Setup resources
ENEO heavily depends on public genetic databases for germline probability estimation plus other fairly common resources daily needed for bioinformatics. In order to make the download and configuration of resources for the workflow as smooth as possible, a python configuration script is available inside setup/download_res.py
. As the workflow uses files with different annotations, downloading resources is not enough, as they may need a chromosome naming conversion: thus some common used tools like bcftools
are required. To run the automatic setup, first create a conda
environment using the setup_env.yml
file located inside the setup
folder.
Then activate the conda environment, and launch the configuration script as follows, replacing the path_for_resources
folder with a PATH with at least 60GB of free space and where you have full read/write access.
Note
The genome assembly in use is the GRCh38. We're not planning to backport it to older assembly.

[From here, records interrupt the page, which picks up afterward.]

//! Shared fixtures: an application channel config and a system channel
//! config as fetched from their latest config blocks.

#![allow(dead_code)]

use chanconf::schema::*;
use chanconf::{Config, ConfigGroup, Policy};
use chanconf_tree::payload::{
    Acls, AnchorPeer, AnchorPeers, ApiResource, BatchSize, BatchTimeout, ChannelRestrictions,
    ConsensusState, ConsensusType, KafkaBrokers, OrdererAddresses,
};
use chanconf_tree::{ConfigPolicy, ConfigValue, Scope, ValuePayload};
use tracing_subscriber::EnvFilter;

pub fn init_tracing() {
    let _ = tracing_subscriber::fmt()
        .with_env_filter(EnvFilter::try_from_default_env().unwrap_or_else(|_| EnvFilter::new("warn")))
        .with_test_writer()
        .try_init();
}

pub fn implicit(rule: &str) -> Policy {
    Policy::implicit_meta(rule).unwrap()
}

fn policy(rule: &str) -> ConfigPolicy {
    ConfigPolicy::new(ADMINS_POLICY_KEY, implicit(rule))
}

fn put(group: &mut ConfigGroup, scope: Scope, key: &str, payload: ValuePayload, mod_policy: &str) {
    group.set_payload(scope, key, &payload, mod_policy).unwrap();
}

/// Admins, Readers and Writers implicit meta policies.
fn standard_policies(group: &mut ConfigGroup) {
    group.insert_policy(ADMINS_POLICY_KEY, policy("MAJORITY Admins")).unwrap();
    group.insert_policy(READERS_POLICY_KEY, policy("ANY Readers")).unwrap();
    group.insert_policy(WRITERS_POLICY_KEY, policy("ANY Writers")).unwrap();
}

fn capabilities(names: &[&str]) -> ValuePayload {
    ValuePayload::Capabilities(names.iter().map(|n| n.to_string()).collect())
}

fn placeholder_msp() -> ConfigValue {
    ConfigValue::new(ADMINS_POLICY_KEY, Vec::new())
}

/// Application channel: a kafka orderer with one org, and an application
/// with one org.
pub fn channel_config() -> Config {
    let mut orderer_org = ConfigGroup::new(ADMINS_POLICY_KEY);
    put(
        &mut orderer_org,
        Scope::OrdererOrg,
        ENDPOINTS_KEY,
        ValuePayload::Endpoints(OrdererAddresses {
            addresses: vec!["127.0.0.1:7050".into()],
        }),
        ADMINS_POLICY_KEY,
    );
    orderer_org.set_value(MSP_KEY, placeholder_msp());
    standard_policies(&mut orderer_org);

    let mut orderer = ConfigGroup::new("");
    orderer.version = 1;
    orderer.insert_group("OrdererOrg", orderer_org).unwrap();
    put(
        &mut orderer,
        Scope::Orderer,
        CONSENSUS_TYPE_KEY,
        ValuePayload::ConsensusType(ConsensusType {
            consensus_type: "kafka".into(),
            metadata: Vec::new(),
            state: ConsensusState::Normal,
        }),
        ADMINS_POLICY_KEY,
    );
    put(
        &mut orderer,
        Scope::Orderer,
        CHANNEL_RESTRICTIONS_KEY,
        ValuePayload::ChannelRestrictions(ChannelRestrictions { max_count: 1 }),
        ADMINS_POLICY_KEY,
    );
    put(&mut orderer, Scope::Orderer, CAPABILITIES_KEY, capabilities(&["V1_3"]), ADMINS_POLICY_KEY);
    put(
        &mut orderer,
        Scope::Orderer,
        KAFKA_BROKERS_KEY,
        ValuePayload::KafkaBrokers(KafkaBrokers {
            brokers: vec!["kafka0:9092".into(), "kafka1:9092".into()],
        }),
        ADMINS_POLICY_KEY,
    );
    put(
        &mut orderer,
        Scope::Orderer,
        BATCH_TIMEOUT_KEY,
        ValuePayload::BatchTimeout(BatchTimeout {
            timeout: "15s".into(),
        }),
        "",
    );
    put(
        &mut orderer,
        Scope::Orderer,
        BATCH_SIZE_KEY,
        ValuePayload::BatchSize(BatchSize {
            max_message_count: 100,
            absolute_max_bytes: 100,
            preferred_max_bytes: 100,
        }),
        "",
    );
    standard_policies(&mut orderer);
    orderer
        .insert_policy(BLOCK_VALIDATION_POLICY_KEY, policy("ANY Writers"))
        .unwrap();

    let mut org1 = ConfigGroup::new("");
    put(
        &mut org1,
        Scope::ApplicationOrg,
        ANCHOR_PEERS_KEY,
        ValuePayload::AnchorPeers(AnchorPeers {
            anchor_peers: vec![AnchorPeer {
                host: "127.0.0.1".into(),
                port: 7050,
            }],
        }),
        ADMINS_POLICY_KEY,
    );
    org1.set_value(MSP_KEY, placeholder_msp());

    let mut application = ConfigGroup::new("");
    application.insert_group("Org1", org1).unwrap();
    let mut acls = Acls::default();
    acls.acls.insert(
        "event/block".into(),
        ApiResource {
            policy_ref: "/Channel/Application/Readers".into(),
        },
    );
    put(&mut application, Scope::Application, ACLS_KEY, ValuePayload::Acls(acls), ADMINS_POLICY_KEY);
    put(
        &mut application,
        Scope::Application,
        CAPABILITIES_KEY,
        capabilities(&["V1_3"]),
        ADMINS_POLICY_KEY,
    );
    application
        .insert_policy(LIFECYCLE_ENDORSEMENT_POLICY_KEY, policy("MAJORITY Admins"))
        .unwrap();
    standard_policies(&mut application);

    let mut root = ConfigGroup::new("");
    root.insert_group(ORDERER_GROUP_KEY, orderer).unwrap();
    root.insert_group(APPLICATION_GROUP_KEY, application).unwrap();
    put(
        &mut root,
        Scope::Channel,
        ORDERER_ADDRESSES_KEY,
        ValuePayload::OrdererAddresses(OrdererAddresses {
            addresses: vec!["127.0.0.1:7050".into()],
        }),
        ADMINS_POLICY_KEY,
    );
    standard_policies(&mut root);

    Config::new("", root)
}

/// System channel: two consortiums, the first with two empty orgs.
pub fn system_channel_config() -> Config {
    let consortium = |orgs: &[&str]| {
        let mut group = ConfigGroup::new("");
        for org in orgs {
            group.insert_group(org, ConfigGroup::new(ADMINS_POLICY_KEY)).unwrap();
        }
        put(
            &mut group,
            Scope::Consortium,
            CHANNEL_CREATION_POLICY_KEY,
            ValuePayload::ChannelCreationPolicy(implicit("ANY Admins")),
            ORDERER_ADMINS_POLICY,
        );
        group
    };

    let mut consortiums = ConfigGroup::new("");
    consortiums
        .insert_group("SampleConsortium", consortium(&["Org1", "Org2"]))
        .unwrap();
    consortiums
        .insert_group("SampleConsortium2", consortium(&[]))
        .unwrap();

    let mut root = ConfigGroup::new("");
    root.insert_group(CONSORTIUMS_GROUP_KEY, consortiums).unwrap();
    Config::new("", root)
}

/// A self-signed Ed25519 certificate and its key, as PEM.
pub fn ed25519_pems(host: &str) -> (String, String) {
    let key_pair = rcgen::KeyPair::generate_for(&rcgen::PKCS_ED25519).unwrap();
    let cert = rcgen::CertificateParams::new(vec![host.to_string()])
        .unwrap()
        .self_signed(&key_pair)
        .unwrap();
    (cert.pem(), key_pair.serialize_pem())
}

This script will download different resources:
- genome from GIAB, the
GRCh38_GIABv3_no_alt_analysis_set_maskedGRC_decoys_MAP2K3_KMT2C_KCNJ18
version. Why? Look here. - transcriptome and GTF from Gencode
- 1000G, ExAC from the GATK resource bundle
- dbSNPs ALFA from NCBI
- REDI portal
- VEP cache (v105)
What if I already got some of them?
The configuration script works by controlling the existence of the files whose path is written inside the main configuration file conf_main.yaml
, located in the config
folder. If any of those files are already in your machine, just edit the configuration file adding the right absolute path. The script will check for its presence without re-downloading it.
Failure
The annotation for files must be concordant throughout the pipeline, to avoid any error. The chromosome notation in use is the one by Gencode, thus with chr
. Be sure to add resources manually only if you're sure of their concordance.